- Brief
A faithful copy of all the data below, please; leave no line out.
(Given data begins)
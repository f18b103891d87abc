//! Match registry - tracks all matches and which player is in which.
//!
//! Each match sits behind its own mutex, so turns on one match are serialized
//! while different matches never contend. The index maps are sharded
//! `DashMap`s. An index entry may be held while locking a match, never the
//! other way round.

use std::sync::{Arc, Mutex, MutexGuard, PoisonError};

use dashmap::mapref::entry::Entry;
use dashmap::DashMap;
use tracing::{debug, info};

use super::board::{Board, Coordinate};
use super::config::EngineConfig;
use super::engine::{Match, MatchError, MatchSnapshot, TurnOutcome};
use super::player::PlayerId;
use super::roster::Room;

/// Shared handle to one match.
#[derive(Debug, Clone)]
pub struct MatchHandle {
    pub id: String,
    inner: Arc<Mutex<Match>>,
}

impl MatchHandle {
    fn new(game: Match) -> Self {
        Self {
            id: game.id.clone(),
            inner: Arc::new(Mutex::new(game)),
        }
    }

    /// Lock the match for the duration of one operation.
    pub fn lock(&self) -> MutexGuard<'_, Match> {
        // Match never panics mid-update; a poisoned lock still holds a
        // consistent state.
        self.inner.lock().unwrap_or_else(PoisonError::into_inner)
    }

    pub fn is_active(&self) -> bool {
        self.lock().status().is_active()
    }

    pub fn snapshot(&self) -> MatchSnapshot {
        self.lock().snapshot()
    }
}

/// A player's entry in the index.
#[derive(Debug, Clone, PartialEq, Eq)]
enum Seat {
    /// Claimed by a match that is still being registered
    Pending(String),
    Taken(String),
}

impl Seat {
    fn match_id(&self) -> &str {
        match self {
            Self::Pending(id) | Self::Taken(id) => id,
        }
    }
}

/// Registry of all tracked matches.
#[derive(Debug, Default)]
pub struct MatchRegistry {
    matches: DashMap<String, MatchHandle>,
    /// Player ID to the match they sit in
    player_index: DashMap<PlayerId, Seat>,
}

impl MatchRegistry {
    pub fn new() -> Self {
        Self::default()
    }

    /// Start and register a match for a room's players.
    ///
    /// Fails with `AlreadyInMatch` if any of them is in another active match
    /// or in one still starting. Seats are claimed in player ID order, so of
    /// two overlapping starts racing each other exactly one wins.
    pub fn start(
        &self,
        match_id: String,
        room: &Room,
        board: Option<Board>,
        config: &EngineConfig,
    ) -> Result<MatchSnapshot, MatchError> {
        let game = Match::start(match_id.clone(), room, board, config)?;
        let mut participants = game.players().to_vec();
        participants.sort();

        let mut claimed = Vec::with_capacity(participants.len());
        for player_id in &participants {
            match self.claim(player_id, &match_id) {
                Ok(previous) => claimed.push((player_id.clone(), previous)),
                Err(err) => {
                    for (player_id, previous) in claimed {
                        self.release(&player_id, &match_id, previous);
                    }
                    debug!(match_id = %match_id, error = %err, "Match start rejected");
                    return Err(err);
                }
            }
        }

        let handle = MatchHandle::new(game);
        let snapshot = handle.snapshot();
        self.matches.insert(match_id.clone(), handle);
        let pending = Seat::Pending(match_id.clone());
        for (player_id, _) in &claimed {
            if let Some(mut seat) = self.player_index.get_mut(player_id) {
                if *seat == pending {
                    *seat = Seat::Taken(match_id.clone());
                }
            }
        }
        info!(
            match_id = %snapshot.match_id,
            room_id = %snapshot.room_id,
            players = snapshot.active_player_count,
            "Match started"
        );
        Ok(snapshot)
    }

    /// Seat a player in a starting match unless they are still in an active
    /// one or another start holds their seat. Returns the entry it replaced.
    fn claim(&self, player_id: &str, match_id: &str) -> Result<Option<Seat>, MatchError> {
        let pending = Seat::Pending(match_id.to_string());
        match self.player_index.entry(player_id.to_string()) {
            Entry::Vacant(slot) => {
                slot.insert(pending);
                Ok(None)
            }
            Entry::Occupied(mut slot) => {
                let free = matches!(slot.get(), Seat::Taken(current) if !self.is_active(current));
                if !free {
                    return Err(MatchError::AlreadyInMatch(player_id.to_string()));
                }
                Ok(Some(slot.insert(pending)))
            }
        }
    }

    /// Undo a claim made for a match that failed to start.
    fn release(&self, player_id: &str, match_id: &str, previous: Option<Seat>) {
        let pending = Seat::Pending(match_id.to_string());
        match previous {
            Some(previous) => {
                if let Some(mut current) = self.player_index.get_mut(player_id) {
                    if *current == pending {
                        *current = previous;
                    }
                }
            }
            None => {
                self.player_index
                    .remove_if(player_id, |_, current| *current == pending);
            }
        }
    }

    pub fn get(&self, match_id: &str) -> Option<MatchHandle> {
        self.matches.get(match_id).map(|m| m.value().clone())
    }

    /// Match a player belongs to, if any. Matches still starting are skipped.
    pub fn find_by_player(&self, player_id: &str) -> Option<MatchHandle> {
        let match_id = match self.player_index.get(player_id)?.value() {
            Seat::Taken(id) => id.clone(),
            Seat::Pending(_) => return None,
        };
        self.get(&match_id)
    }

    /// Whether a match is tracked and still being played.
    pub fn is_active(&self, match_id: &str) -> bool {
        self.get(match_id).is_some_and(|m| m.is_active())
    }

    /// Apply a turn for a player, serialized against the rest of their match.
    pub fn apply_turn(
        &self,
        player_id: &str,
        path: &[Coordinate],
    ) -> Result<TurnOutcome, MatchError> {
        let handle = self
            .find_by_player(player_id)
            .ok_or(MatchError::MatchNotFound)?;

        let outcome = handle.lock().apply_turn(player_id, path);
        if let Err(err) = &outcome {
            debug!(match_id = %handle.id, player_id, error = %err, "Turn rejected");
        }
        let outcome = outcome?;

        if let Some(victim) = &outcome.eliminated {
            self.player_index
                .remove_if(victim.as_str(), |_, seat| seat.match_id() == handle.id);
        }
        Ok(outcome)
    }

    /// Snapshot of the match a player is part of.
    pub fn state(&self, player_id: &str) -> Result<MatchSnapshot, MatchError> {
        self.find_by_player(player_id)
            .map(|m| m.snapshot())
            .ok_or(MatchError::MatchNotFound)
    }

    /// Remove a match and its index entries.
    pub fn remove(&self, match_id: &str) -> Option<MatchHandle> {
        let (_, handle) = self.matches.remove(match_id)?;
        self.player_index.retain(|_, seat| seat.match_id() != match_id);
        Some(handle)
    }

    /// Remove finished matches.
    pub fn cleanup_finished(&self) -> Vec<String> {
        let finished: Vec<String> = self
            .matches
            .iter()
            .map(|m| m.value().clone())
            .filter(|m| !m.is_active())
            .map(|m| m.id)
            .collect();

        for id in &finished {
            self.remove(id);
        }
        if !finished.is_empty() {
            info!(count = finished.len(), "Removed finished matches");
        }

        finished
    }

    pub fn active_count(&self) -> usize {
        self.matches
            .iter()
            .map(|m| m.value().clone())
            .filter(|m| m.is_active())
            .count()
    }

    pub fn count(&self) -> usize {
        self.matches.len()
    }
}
(Given data ends)
- Answer
repository f18b103891d87abc
//! Match registry - tracks all matches and which player is in which.
//!
//! Each match sits behind its own mutex, so turns on one match are serialized
//! while different matches never contend. The index maps are sharded
//! `DashMap`s. An index entry may be held while locking a match, never the
//! other way round.

use std::sync::{Arc, Mutex, MutexGuard, PoisonError};

use dashmap::mapref::entry::Entry;
use dashmap::DashMap;
use tracing::{debug, info};

use super::board::{Board, Coordinate};
use super::config::EngineConfig;
use super::engine::{Match, MatchError, MatchSnapshot, TurnOutcome};
use super::player::PlayerId;
use super::roster::Room;

/// Shared handle to one match.
#[derive(Debug, Clone)]
pub struct MatchHandle {
    pub id: String,
    inner: Arc<Mutex<Match>>,
}

impl MatchHandle {
    fn new(game: Match) -> Self {
        Self {
            id: game.id.clone(),
            inner: Arc::new(Mutex::new(game)),
        }
    }

    /// Lock the match for the duration of one operation.
    pub fn lock(&self) -> MutexGuard<'_, Match> {
        // Match never panics mid-update; a poisoned lock still holds a
        // consistent state.
        self.inner.lock().unwrap_or_else(PoisonError::into_inner)
    }

    pub fn is_active(&self) -> bool {
        self.lock().status().is_active()
    }

    pub fn snapshot(&self) -> MatchSnapshot {
        self.lock().snapshot()
    }
}

/// A player's entry in the index.
#[derive(Debug, Clone, PartialEq, Eq)]
enum Seat {
    /// Claimed by a match that is still being registered
    Pending(String),
    Taken(String),
}

impl Seat {
    fn match_id(&self) -> &str {
        match self {
            Self::Pending(id) | Self::Taken(id) => id,
        }
    }
}

/// Registry of all tracked matches.
#[derive(Debug, Default)]
pub struct MatchRegistry {
    matches: DashMap<String, MatchHandle>,
    /// Player ID to the match they sit in
    player_index: DashMap<PlayerId, Seat>,
}

impl MatchRegistry {
    pub fn new() -> Self {
        Self::default()
    }

    /// Start and register a match for a room's players.
    ///
    /// Fails with `AlreadyInMatch` if any of them is in another active match
    /// or in one still starting. Seats are claimed in player ID order, so of
    /// two overlapping starts racing each other exactly one wins.
    pub fn start(
        &self,
        match_id: String,
        room: &Room,
        board: Option<Board>,
        config: &EngineConfig,
    ) -> Result<MatchSnapshot, MatchError> {
        let game = Match::start(match_id.clone(), room, board, config)?;
        let mut participants = game.players().to_vec();
        participants.sort();

        let mut claimed = Vec::with_capacity(participants.len());
        for player_id in &participants {
            match self.claim(player_id, &match_id) {
                Ok(previous) => claimed.push((player_id.clone(), previous)),
                Err(err) => {
                    for (player_id, previous) in claimed {
                        self.release(&player_id, &match_id, previous);
                    }
                    debug!(match_id = %match_id, error = %err, "Match start rejected");
                    return Err(err);
                }
            }
        }

        let handle = MatchHandle::new(game);
        let snapshot = handle.snapshot();
        self.matches.insert(match_id.clone(), handle);
        let pending = Seat::Pending(match_id.clone());
        for (player_id, _) in &claimed {
            if let Some(mut seat) = self.player_index.get_mut(player_id) {
                if *seat == pending {
                    *seat = Seat::Taken(match_id.clone());
                }
            }
        }
        info!(
            match_id = %snapshot.match_id,
            room_id = %snapshot.room_id,
            players = snapshot.active_player_count,
            "Match started"
        );
        Ok(snapshot)
    }

    /// Seat a player in a starting match unless they are still in an active
    /// one or another start holds their seat. Returns the entry it replaced.
    fn claim(&self, player_id: &str, match_id: &str) -> Result<Option<Seat>, MatchError> {
        let pending = Seat::Pending(match_id.to_string());
        match self.player_index.entry(player_id.to_string()) {
            Entry::Vacant(slot) => {
                slot.insert(pending);
                Ok(None)
            }
            Entry::Occupied(mut slot) => {
                let free = matches!(slot.get(), Seat::Taken(current) if !self.is_active(current));
                if !free {
                    return Err(MatchError::AlreadyInMatch(player_id.to_string()));
                }
                Ok(Some(slot.insert(pending)))
            }
        }
    }

    /// Undo a claim made for a match that failed to start.
    fn release(&self, player_id: &str, match_id: &str, previous: Option<Seat>) {
        let pending = Seat::Pending(match_id.to_string());
        match previous {
            Some(previous) => {
                if let Some(mut current) = self.player_index.get_mut(player_id) {
                    if *current == pending {
                        *current = previous;
                    }
                }
            }
            None => {
                self.player_index
                    .remove_if(player_id, |_, current| *current == pending);
            }
        }
    }

    pub fn get(&self, match_id: &str) -> Option<MatchHandle> {
        self.matches.get(match_id).map(|m| m.value().clone())
    }

    /// Match a player belongs to, if any. Matches still starting are skipped.
    pub fn find_by_player(&self, player_id: &str) -> Option<MatchHandle> {
        let match_id = match self.player_index.get(player_id)?.value() {
            Seat::Taken(id) => id.clone(),
            Seat::Pending(_) => return None,
        };
        self.get(&match_id)
    }

    /// Whether a match is tracked and still being played.
    pub fn is_active(&self, match_id: &str) -> bool {
        self.get(match_id).is_some_and(|m| m.is_active())
    }

    /// Apply a turn for a player, serialized against the rest of their match.
    pub fn apply_turn(
        &self,
        player_id: &str,
        path: &[Coordinate],
    ) -> Result<TurnOutcome, MatchError> {
        let handle = self
            .find_by_player(player_id)
            .ok_or(MatchError::MatchNotFound)?;

        let outcome = handle.lock().apply_turn(player_id, path);
        if let Err(err) = &outcome {
            debug!(match_id = %handle.id, player_id, error = %err, "Turn rejected");
        }
        let outcome = outcome?;

        if let Some(victim) = &outcome.eliminated {
            self.player_index
                .remove_if(victim.as_str(), |_, seat| seat.match_id() == handle.id);
        }
        Ok(outcome)
    }

    /// Snapshot of the match a player is part of.
    pub fn state(&self, player_id: &str) -> Result<MatchSnapshot, MatchError> {
        self.find_by_player(player_id)
            .map(|m| m.snapshot())
            .ok_or(MatchError::MatchNotFound)
    }

    /// Remove a match and its index entries.
    pub fn remove(&self, match_id: &str) -> Option<MatchHandle> {
        let (_, handle) = self.matches.remove(match_id)?;
        self.player_index.retain(|_, seat| seat.match_id() != match_id);
        Some(handle)
    }

    /// Remove finished matches.
    pub fn cleanup_finished(&self) -> Vec<String> {
        let finished: Vec<String> = self
            .matches
            .iter()
            .map(|m| m.value().clone())
            .filter(|m| !m.is_active())
            .map(|m| m.id)
            .collect();

        for id in &finished {
            self.remove(id);
        }
        if !finished.is_empty() {
            info!(count = finished.len(), "Removed finished matches");
        }

        finished
    }

    pub fn active_count(&self) -> usize {
        self.matches
            .iter()
            .map(|m| m.value().clone())
            .filter(|m| m.is_active())
            .count()
    }

    pub fn count(&self) -> usize {
        self.matches.len()
    }
}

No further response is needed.